:: Work order ::
An exact transcript of all the records is required, with nothing left out.

:: Collected data ::

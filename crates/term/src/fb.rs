//! Character-cell framebuffer for terminal presentation.
//!
//! A pixel frame is folded into cells two rows at a time: each cell is an
//! upper half block whose foreground is the top pixel and whose background is
//! the bottom pixel. Text overlays use ordinary glyph cells.

pub use crate::types::Rgb;

/// Upper half block glyph.
pub const HALF_BLOCK: char = '▀';

/// One terminal cell.
#[derive(Debug, Clone, Copy, PartialEq, Eq)]
pub struct Cell {
    pub ch: char,
    pub fg: Rgb,
    pub bg: Rgb,
    pub bold: bool,
}

impl Cell {
    /// Two stacked pixels.
    #[inline(always)]
    pub const fn half_block(top: Rgb, bottom: Rgb) -> Self {
        Self {
            ch: HALF_BLOCK,
            fg: top,
            bg: bottom,
            bold: false,
        }
    }
}

impl Default for Cell {
    fn default() -> Self {
        Self {
            ch: ' ',
            fg: Rgb::grey(220),
            bg: Rgb::default(),
            bold: false,
        }
    }
}

/// Row-major grid of cells, reused across frames.
#[derive(Debug, Clone, PartialEq, Eq)]
pub struct FrameBuffer {
    width: u16,
    height: u16,
    cells: Vec<Cell>,
}

impl FrameBuffer {
    pub fn new(width: u16, height: u16) -> Self {
        let len = (width as usize) * (height as usize);
        Self {
            width,
            height,
            cells: vec![Cell::default(); len],
        }
    }

    pub fn width(&self) -> u16 {
        self.width
    }

    pub fn height(&self) -> u16 {
        self.height
    }

    /// Resize in place; the allocation is kept when it is large enough.
    pub fn resize(&mut self, width: u16, height: u16) {
        if self.width == width && self.height == height {
            return;
        }
        self.width = width;
        self.height = height;
        self.cells
            .resize((width as usize) * (height as usize), Cell::default());
    }

    pub fn cells(&self) -> &[Cell] {
        &self.cells
    }

    pub fn row(&self, y: u16) -> &[Cell] {
        if y >= self.height {
            return &[];
        }
        let w = self.width as usize;
        let start = y as usize * w;
        &self.cells[start..start + w]
    }

    pub fn row_mut(&mut self, y: u16) -> &mut [Cell] {
        if y >= self.height {
            return &mut [];
        }
        let w = self.width as usize;
        let start = y as usize * w;
        &mut self.cells[start..start + w]
    }

    pub fn get(&self, x: u16, y: u16) -> Option<Cell> {
        self.row(y).get(x as usize).copied()
    }

    pub fn set(&mut self, x: u16, y: u16, cell: Cell) {
        if let Some(c) = self.row_mut(y).get_mut(x as usize) {
            *c = cell;
        }
    }

    /// Write `text` left to right from `(x, y)`, clipped at the right edge.
    pub fn put_str(&mut self, x: u16, y: u16, text: &str, fg: Rgb, bg: Rgb, bold: bool) {
        let row = self.row_mut(y);
        for (slot, ch) in row.iter_mut().skip(x as usize).zip(text.chars()) {
            *slot = Cell { ch, fg, bg, bold };
        }
    }
}

#[cfg(test)]
mod tests {
    use super::*;

    #[test]
    fn put_str_clips_at_right_edge() {
        let mut fb = FrameBuffer::new(4, 1);
        fb.put_str(2, 0, "FPS", Rgb::grey(255), Rgb::default(), true);
        assert_eq!(fb.get(2, 0).unwrap().ch, 'F');
        assert_eq!(fb.get(3, 0).unwrap().ch, 'P');
        assert!(fb.get(3, 0).unwrap().bold);
        assert_eq!(fb.get(4, 0), None);
    }

    #[test]
    fn out_of_range_rows_are_empty() {
        let mut fb = FrameBuffer::new(2, 2);
        assert!(fb.row(2).is_empty());
        fb.set(0, 5, Cell::default());
        fb.put_str(0, 9, "x", Rgb::default(), Rgb::default(), false);
    }
}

:: Task response ::
filename crates/term/src/fb.rs
//! Character-cell framebuffer for terminal presentation.
//!
//! A pixel frame is folded into cells two rows at a time: each cell is an
//! upper half block whose foreground is the top pixel and whose background is
//! the bottom pixel. Text overlays use ordinary glyph cells.

pub use crate::types::Rgb;

/// Upper half block glyph.
pub const HALF_BLOCK: char = '▀';

/// One terminal cell.
#[derive(Debug, Clone, Copy, PartialEq, Eq)]
pub struct Cell {
    pub ch: char,
    pub fg: Rgb,
    pub bg: Rgb,
    pub bold: bool,
}

impl Cell {
    /// Two stacked pixels.
    #[inline(always)]
    pub const fn half_block(top: Rgb, bottom: Rgb) -> Self {
        Self {
            ch: HALF_BLOCK,
            fg: top,
            bg: bottom,
            bold: false,
        }
    }
}

impl Default for Cell {
    fn default() -> Self {
        Self {
            ch: ' ',
            fg: Rgb::grey(220),
            bg: Rgb::default(),
            bold: false,
        }
    }
}

/// Row-major grid of cells, reused across frames.
#[derive(Debug, Clone, PartialEq, Eq)]
pub struct FrameBuffer {
    width: u16,
    height: u16,
    cells: Vec<Cell>,
}

impl FrameBuffer {
    pub fn new(width: u16, height: u16) -> Self {
        let len = (width as usize) * (height as usize);
        Self {
            width,
            height,
            cells: vec![Cell::default(); len],
        }
    }

    pub fn width(&self) -> u16 {
        self.width
    }

    pub fn height(&self) -> u16 {
        self.height
    }

    /// Resize in place; the allocation is kept when it is large enough.
    pub fn resize(&mut self, width: u16, height: u16) {
        if self.width == width && self.height == height {
            return;
        }
        self.width = width;
        self.height = height;
        self.cells
            .resize((width as usize) * (height as usize), Cell::default());
    }

    pub fn cells(&self) -> &[Cell] {
        &self.cells
    }

    pub fn row(&self, y: u16) -> &[Cell] {
        if y >= self.height {
            return &[];
        }
        let w = self.width as usize;
        let start = y as usize * w;
        &self.cells[start..start + w]
    }

    pub fn row_mut(&mut self, y: u16) -> &mut [Cell] {
        if y >= self.height {
            return &mut [];
        }
        let w = self.width as usize;
        let start = y as usize * w;
        &mut self.cells[start..start + w]
    }

    pub fn get(&self, x: u16, y: u16) -> Option<Cell> {
        self.row(y).get(x as usize).copied()
    }

    pub fn set(&mut self, x: u16, y: u16, cell: Cell) {
        if let Some(c) = self.row_mut(y).get_mut(x as usize) {
            *c = cell;
        }
    }

    /// Write `text` left to right from `(x, y)`, clipped at the right edge.
    pub fn put_str(&mut self, x: u16, y: u16, text: &str, fg: Rgb, bg: Rgb, bold: bool) {
        let row = self.row_mut(y);
        for (slot, ch) in row.iter_mut().skip(x as usize).zip(text.chars()) {
            *slot = Cell { ch, fg, bg, bold };
        }
    }
}

#[cfg(test)]
mod tests {
    use super::*;

    #[test]
    fn put_str_clips_at_right_edge() {
        let mut fb = FrameBuffer::new(4, 1);
        fb.put_str(2, 0, "FPS", Rgb::grey(255), Rgb::default(), true);
        assert_eq!(fb.get(2, 0).unwrap().ch, 'F');
        assert_eq!(fb.get(3, 0).unwrap().ch, 'P');
        assert!(fb.get(3, 0).unwrap().bold);
        assert_eq!(fb.get(4, 0), None);
    }

    #[test]
    fn out_of_range_rows_are_empty() {
        let mut fb = FrameBuffer::new(2, 2);
        assert!(fb.row(2).is_empty());
        fb.set(0, 5, Cell::default());
        fb.put_str(0, 9, "x", Rgb::default(), Rgb::default(), false);
    }
}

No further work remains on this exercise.